◆ **What needs to be done**
In the listing that follows, the range to quote begins at the line that has "# Memory List Store" and ends after the line that has "is in-memory only)"; quote it verbatim and add nothing.

(Exercise input)

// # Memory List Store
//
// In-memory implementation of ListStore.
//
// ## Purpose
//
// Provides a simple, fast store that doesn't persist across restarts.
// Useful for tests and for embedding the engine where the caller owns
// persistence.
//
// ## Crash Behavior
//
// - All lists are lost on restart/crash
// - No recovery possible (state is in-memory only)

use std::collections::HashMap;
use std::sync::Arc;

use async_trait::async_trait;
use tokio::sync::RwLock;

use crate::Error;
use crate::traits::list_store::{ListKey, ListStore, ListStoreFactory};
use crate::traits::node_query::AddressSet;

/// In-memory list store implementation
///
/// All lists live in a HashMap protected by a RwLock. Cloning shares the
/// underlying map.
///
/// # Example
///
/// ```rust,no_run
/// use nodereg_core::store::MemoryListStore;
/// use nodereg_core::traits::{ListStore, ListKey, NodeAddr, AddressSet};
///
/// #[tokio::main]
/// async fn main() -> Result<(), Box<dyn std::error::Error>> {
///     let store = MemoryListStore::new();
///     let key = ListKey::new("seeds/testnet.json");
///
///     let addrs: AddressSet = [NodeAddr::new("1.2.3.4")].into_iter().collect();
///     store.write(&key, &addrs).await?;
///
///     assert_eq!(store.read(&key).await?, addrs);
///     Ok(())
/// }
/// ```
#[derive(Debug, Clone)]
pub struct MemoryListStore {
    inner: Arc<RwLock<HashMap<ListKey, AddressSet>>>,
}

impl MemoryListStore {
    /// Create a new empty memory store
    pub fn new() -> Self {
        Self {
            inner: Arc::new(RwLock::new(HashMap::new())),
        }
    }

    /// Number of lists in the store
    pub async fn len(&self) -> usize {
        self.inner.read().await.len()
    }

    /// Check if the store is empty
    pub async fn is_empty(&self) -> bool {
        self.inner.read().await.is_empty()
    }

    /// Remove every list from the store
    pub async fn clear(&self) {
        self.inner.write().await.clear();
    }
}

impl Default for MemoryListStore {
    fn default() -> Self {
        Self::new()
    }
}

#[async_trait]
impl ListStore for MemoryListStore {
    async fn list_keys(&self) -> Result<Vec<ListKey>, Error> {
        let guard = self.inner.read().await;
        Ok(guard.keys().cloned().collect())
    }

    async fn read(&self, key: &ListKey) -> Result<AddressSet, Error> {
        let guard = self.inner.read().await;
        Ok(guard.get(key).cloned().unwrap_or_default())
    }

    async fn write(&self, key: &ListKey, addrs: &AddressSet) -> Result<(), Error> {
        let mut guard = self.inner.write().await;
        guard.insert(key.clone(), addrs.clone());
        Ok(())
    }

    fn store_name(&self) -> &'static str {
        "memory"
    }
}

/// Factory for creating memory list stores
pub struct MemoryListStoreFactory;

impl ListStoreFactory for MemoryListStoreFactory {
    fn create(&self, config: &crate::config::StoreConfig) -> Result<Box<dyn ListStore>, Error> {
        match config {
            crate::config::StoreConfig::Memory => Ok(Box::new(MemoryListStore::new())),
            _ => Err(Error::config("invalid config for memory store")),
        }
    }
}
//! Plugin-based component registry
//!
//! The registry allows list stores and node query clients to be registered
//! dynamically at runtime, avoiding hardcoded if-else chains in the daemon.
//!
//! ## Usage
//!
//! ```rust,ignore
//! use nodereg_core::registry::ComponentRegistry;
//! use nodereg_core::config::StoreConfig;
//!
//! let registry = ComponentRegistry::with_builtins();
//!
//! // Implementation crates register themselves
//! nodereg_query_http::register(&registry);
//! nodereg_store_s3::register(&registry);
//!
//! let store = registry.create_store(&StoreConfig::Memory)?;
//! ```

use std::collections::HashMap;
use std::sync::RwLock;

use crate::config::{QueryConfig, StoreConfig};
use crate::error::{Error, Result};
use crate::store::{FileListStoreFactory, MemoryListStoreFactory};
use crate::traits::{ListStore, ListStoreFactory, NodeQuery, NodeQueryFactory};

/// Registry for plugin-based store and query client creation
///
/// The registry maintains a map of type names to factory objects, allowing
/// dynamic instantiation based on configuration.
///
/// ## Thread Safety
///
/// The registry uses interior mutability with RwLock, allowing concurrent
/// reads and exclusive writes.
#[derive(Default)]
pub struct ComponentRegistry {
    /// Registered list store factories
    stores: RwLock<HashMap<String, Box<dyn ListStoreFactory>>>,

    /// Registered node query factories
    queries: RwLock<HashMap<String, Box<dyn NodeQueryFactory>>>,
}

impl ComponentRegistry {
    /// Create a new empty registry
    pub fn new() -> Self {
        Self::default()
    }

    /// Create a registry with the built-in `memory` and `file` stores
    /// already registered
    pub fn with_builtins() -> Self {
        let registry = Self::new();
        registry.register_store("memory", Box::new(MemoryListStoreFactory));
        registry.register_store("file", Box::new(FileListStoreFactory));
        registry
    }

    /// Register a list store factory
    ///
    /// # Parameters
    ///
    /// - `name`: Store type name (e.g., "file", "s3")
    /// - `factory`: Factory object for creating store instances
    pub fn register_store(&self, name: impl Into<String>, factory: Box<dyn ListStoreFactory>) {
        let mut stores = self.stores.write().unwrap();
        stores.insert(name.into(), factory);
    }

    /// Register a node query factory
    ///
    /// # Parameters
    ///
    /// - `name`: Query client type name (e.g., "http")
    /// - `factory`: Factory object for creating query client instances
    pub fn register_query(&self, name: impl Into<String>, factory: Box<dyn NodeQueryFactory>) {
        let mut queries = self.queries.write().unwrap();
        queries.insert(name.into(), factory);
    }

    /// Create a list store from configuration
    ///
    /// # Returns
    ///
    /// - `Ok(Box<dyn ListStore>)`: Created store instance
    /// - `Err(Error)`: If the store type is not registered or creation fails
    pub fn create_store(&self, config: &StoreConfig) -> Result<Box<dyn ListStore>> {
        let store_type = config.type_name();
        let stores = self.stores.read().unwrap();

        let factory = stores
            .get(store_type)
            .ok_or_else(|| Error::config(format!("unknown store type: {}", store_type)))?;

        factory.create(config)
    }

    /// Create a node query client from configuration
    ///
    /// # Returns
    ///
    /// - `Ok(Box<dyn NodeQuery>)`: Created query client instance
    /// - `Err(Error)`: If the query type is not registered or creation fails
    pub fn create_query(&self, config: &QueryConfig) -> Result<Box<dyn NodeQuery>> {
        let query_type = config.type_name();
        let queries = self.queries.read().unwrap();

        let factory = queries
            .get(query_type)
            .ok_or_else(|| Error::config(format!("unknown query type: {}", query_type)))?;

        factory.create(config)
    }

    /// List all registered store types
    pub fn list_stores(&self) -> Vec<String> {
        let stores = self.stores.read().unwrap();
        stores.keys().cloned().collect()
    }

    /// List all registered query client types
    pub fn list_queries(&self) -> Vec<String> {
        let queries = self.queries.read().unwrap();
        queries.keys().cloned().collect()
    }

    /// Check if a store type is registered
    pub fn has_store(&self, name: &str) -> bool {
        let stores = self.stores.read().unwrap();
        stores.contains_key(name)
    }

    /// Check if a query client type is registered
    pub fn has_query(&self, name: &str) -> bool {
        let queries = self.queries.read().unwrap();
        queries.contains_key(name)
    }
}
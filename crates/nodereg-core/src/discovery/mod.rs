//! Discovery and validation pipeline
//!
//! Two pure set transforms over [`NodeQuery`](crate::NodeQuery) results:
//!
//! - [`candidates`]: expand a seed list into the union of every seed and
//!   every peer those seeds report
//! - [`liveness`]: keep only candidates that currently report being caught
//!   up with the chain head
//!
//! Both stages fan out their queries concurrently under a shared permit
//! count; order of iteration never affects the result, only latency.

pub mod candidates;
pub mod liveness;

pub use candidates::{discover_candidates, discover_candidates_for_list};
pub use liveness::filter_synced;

(End Exercise input)
(Exercise input)

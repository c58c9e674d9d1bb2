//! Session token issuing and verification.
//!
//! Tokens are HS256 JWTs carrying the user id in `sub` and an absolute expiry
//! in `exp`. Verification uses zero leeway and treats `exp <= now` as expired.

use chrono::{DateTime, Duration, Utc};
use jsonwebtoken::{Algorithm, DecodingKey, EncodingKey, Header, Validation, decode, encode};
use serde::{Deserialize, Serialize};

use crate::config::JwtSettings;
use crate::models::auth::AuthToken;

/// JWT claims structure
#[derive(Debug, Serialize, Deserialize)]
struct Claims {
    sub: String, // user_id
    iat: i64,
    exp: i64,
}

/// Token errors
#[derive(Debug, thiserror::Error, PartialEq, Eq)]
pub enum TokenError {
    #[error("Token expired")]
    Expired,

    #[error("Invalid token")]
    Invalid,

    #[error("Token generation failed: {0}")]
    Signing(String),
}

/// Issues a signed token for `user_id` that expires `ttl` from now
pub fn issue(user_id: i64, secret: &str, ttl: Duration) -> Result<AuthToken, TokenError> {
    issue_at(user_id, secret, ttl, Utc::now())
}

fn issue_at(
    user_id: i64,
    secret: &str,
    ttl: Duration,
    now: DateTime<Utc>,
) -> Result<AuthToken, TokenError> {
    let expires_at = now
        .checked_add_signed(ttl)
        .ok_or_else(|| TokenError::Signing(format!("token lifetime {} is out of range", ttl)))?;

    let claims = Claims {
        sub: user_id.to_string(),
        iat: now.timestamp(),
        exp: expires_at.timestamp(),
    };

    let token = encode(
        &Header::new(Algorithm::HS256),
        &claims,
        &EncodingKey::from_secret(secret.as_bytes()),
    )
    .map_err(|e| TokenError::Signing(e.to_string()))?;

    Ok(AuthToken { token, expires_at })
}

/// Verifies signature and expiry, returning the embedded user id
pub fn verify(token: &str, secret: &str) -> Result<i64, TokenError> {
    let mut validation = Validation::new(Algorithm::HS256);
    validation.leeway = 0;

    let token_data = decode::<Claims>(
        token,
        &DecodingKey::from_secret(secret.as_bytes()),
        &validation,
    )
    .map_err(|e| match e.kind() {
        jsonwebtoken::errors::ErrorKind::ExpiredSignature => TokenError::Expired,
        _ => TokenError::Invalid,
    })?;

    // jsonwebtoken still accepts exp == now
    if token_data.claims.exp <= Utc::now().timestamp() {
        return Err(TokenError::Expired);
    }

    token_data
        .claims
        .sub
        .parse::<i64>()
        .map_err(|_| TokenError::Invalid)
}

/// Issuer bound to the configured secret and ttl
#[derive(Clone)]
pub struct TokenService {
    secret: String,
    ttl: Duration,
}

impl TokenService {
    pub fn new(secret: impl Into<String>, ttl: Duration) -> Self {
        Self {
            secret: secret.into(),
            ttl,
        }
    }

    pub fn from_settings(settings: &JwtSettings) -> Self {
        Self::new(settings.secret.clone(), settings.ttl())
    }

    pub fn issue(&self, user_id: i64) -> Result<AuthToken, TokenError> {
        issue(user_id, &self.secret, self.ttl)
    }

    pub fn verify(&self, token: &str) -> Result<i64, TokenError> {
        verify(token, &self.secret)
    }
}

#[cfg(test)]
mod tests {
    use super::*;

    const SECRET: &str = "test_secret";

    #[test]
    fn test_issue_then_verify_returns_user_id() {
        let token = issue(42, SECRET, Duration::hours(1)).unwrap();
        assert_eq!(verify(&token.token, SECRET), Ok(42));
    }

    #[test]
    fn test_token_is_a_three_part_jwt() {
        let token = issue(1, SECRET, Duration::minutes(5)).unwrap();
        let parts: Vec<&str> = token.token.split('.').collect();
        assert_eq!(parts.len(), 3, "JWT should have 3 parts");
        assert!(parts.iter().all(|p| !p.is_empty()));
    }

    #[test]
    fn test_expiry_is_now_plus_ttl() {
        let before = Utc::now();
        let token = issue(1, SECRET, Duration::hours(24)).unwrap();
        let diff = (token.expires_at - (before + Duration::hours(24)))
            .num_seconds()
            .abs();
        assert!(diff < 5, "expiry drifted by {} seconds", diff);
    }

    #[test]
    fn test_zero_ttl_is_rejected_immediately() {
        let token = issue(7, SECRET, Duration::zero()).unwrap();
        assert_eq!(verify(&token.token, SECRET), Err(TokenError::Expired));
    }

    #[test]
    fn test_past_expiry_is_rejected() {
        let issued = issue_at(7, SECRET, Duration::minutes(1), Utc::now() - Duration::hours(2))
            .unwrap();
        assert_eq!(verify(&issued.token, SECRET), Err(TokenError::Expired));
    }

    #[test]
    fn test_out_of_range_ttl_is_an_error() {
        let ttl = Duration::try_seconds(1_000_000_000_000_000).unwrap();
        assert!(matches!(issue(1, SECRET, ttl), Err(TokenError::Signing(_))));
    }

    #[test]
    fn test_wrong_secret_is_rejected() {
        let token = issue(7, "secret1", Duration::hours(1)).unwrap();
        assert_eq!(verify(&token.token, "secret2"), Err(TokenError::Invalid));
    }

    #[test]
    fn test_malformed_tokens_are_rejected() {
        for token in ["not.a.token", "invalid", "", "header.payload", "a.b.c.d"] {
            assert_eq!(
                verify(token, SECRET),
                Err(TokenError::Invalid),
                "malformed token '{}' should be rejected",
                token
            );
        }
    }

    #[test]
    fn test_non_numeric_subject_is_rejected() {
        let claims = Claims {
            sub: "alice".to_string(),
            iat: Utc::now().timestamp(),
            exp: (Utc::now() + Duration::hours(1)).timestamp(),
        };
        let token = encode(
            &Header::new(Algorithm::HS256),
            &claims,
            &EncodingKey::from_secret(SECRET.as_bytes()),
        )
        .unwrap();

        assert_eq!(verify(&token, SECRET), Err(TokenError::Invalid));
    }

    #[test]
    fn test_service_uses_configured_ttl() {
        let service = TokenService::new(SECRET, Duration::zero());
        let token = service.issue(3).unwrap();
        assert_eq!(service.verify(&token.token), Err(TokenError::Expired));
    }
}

(End Exercise input)
(Exercise input)

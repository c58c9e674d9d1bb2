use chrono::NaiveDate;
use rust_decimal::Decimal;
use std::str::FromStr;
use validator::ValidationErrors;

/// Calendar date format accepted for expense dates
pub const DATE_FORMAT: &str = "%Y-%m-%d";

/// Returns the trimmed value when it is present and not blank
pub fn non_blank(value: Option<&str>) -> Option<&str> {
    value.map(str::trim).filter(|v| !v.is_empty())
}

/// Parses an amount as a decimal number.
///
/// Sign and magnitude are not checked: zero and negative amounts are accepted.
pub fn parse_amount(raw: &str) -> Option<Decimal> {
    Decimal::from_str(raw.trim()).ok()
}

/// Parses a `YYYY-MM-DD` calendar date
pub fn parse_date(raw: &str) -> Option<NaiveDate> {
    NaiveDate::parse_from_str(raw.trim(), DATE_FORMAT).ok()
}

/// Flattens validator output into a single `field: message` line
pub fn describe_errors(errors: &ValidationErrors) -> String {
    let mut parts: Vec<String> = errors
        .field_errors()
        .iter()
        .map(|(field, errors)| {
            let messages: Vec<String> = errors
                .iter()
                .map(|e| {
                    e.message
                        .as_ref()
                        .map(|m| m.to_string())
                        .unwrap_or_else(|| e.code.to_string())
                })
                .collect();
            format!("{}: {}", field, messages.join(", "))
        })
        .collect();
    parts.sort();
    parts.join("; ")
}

(End Exercise input)

◆ **Result of this exercise**
// # Memory List Store
//
// In-memory implementation of ListStore.
//
// ## Purpose
//
// Provides a simple, fast store that doesn't persist across restarts.
// Useful for tests and for embedding the engine where the caller owns
// persistence.
//
// ## Crash Behavior
//
// - All lists are lost on restart/crash
// - No recovery possible (state is in-memory only)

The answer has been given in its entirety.